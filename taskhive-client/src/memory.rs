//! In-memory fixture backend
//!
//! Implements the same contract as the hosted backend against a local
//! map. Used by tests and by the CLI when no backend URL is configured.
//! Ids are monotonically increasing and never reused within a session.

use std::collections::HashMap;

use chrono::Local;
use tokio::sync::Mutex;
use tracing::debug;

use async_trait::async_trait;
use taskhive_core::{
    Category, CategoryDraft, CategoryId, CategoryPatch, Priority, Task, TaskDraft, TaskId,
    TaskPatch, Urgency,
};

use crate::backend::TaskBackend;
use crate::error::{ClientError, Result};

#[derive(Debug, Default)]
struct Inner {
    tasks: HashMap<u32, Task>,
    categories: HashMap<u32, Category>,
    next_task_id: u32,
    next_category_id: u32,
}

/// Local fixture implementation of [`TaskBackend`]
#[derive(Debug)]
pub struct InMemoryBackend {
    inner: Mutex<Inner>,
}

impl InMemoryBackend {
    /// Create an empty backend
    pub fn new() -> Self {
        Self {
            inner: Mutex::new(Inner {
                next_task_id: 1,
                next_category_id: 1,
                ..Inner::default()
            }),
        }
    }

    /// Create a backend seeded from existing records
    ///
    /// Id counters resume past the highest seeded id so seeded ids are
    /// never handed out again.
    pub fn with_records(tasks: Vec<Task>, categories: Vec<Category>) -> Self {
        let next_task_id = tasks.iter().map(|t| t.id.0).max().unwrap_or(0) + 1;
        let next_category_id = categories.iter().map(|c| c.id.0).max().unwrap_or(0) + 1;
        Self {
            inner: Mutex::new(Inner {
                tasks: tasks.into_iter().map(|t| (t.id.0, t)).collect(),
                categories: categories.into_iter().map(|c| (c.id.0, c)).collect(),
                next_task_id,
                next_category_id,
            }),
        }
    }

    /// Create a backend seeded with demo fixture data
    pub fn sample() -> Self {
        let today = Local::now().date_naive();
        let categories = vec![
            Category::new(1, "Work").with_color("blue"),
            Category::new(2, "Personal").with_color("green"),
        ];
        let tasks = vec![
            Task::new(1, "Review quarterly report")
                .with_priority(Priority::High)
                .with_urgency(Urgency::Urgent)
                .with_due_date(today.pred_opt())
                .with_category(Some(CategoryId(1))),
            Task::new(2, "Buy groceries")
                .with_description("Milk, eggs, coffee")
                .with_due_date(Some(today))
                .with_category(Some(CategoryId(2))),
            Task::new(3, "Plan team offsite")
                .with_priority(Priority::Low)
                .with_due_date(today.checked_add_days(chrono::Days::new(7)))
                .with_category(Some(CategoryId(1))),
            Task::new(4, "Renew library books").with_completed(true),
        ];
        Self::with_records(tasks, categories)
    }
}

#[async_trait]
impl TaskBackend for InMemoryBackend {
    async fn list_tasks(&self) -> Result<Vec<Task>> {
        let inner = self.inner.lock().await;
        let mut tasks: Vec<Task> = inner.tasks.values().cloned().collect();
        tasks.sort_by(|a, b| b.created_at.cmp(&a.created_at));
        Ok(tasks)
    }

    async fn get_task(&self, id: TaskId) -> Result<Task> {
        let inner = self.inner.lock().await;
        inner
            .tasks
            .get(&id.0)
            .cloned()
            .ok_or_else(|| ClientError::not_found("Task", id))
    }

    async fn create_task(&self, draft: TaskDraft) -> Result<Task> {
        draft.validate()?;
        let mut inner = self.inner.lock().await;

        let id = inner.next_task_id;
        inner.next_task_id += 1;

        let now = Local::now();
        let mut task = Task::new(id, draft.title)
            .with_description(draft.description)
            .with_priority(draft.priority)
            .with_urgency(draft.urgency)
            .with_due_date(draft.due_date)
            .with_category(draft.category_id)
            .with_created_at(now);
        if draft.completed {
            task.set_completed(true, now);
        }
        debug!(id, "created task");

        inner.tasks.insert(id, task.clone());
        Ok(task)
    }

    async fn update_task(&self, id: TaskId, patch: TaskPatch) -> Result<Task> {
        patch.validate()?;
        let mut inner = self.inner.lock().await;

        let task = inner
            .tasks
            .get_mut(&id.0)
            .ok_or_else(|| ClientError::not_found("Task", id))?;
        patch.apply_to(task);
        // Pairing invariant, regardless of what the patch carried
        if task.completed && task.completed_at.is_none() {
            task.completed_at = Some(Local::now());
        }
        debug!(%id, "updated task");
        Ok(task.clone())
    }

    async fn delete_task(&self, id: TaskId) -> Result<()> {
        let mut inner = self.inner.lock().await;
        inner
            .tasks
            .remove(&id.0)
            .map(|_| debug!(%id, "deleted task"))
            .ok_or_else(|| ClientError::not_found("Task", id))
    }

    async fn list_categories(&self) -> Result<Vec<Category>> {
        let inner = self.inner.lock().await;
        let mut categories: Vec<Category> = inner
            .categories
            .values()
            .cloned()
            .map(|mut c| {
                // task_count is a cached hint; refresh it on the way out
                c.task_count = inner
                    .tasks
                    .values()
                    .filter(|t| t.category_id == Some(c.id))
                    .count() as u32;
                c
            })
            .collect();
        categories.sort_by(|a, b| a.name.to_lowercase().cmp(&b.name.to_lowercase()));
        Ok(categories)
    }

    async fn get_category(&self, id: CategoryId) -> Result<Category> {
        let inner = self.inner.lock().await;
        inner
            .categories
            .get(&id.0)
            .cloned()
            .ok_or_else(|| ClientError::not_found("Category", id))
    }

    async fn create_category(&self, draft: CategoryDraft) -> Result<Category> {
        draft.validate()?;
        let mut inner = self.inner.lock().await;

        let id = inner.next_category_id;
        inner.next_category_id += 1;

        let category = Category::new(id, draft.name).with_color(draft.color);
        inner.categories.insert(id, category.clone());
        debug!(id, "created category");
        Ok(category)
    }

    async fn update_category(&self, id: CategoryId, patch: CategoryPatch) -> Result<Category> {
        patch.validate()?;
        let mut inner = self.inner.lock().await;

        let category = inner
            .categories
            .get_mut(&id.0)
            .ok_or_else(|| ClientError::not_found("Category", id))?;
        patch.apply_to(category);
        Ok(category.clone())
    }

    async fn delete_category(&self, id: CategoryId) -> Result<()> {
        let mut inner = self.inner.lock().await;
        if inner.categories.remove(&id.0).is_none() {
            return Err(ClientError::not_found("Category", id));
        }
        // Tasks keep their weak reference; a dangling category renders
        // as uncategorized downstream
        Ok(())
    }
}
* * * * * * * * *
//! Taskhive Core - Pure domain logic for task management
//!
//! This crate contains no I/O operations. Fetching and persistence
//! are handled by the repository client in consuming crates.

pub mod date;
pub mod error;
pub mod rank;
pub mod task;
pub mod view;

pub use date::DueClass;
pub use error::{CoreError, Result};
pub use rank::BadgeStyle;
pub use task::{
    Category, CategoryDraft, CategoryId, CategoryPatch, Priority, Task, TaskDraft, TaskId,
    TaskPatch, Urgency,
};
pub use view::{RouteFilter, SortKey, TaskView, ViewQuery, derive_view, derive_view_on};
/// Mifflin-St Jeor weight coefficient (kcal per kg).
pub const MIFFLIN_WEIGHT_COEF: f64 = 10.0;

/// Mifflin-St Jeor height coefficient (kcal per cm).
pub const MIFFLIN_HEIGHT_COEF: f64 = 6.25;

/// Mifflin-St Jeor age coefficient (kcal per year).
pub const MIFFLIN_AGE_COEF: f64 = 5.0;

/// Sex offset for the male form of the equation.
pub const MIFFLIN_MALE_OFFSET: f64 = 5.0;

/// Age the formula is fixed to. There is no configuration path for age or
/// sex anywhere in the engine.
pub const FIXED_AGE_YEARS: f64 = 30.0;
* * * * * * * * *
WHAT TO WORK ON
With the first line being the one containing "pub mod date;" and the last line the one containing "pub const FIXED_AGE_YEARS: f64 = 30.0;", transcribe exactly the lines above that fall in that range.

TASK RESULT
pub mod date;
pub mod error;
pub mod rank;
pub mod task;
pub mod view;

pub use date::DueClass;
pub use error::{CoreError, Result};
pub use rank::BadgeStyle;
pub use task::{
    Category, CategoryDraft, CategoryId, CategoryPatch, Priority, Task, TaskDraft, TaskId,
    TaskPatch, Urgency,
};
pub use view::{RouteFilter, SortKey, TaskView, ViewQuery, derive_view, derive_view_on};
/// Mifflin-St Jeor weight coefficient (kcal per kg).
pub const MIFFLIN_WEIGHT_COEF: f64 = 10.0;

/// Mifflin-St Jeor height coefficient (kcal per cm).
pub const MIFFLIN_HEIGHT_COEF: f64 = 6.25;

/// Mifflin-St Jeor age coefficient (kcal per year).
pub const MIFFLIN_AGE_COEF: f64 = 5.0;

/// Sex offset for the male form of the equation.
pub const MIFFLIN_MALE_OFFSET: f64 = 5.0;

/// Age the formula is fixed to. There is no configuration path for age or
/// sex anywhere in the engine.
pub const FIXED_AGE_YEARS: f64 = 30.0;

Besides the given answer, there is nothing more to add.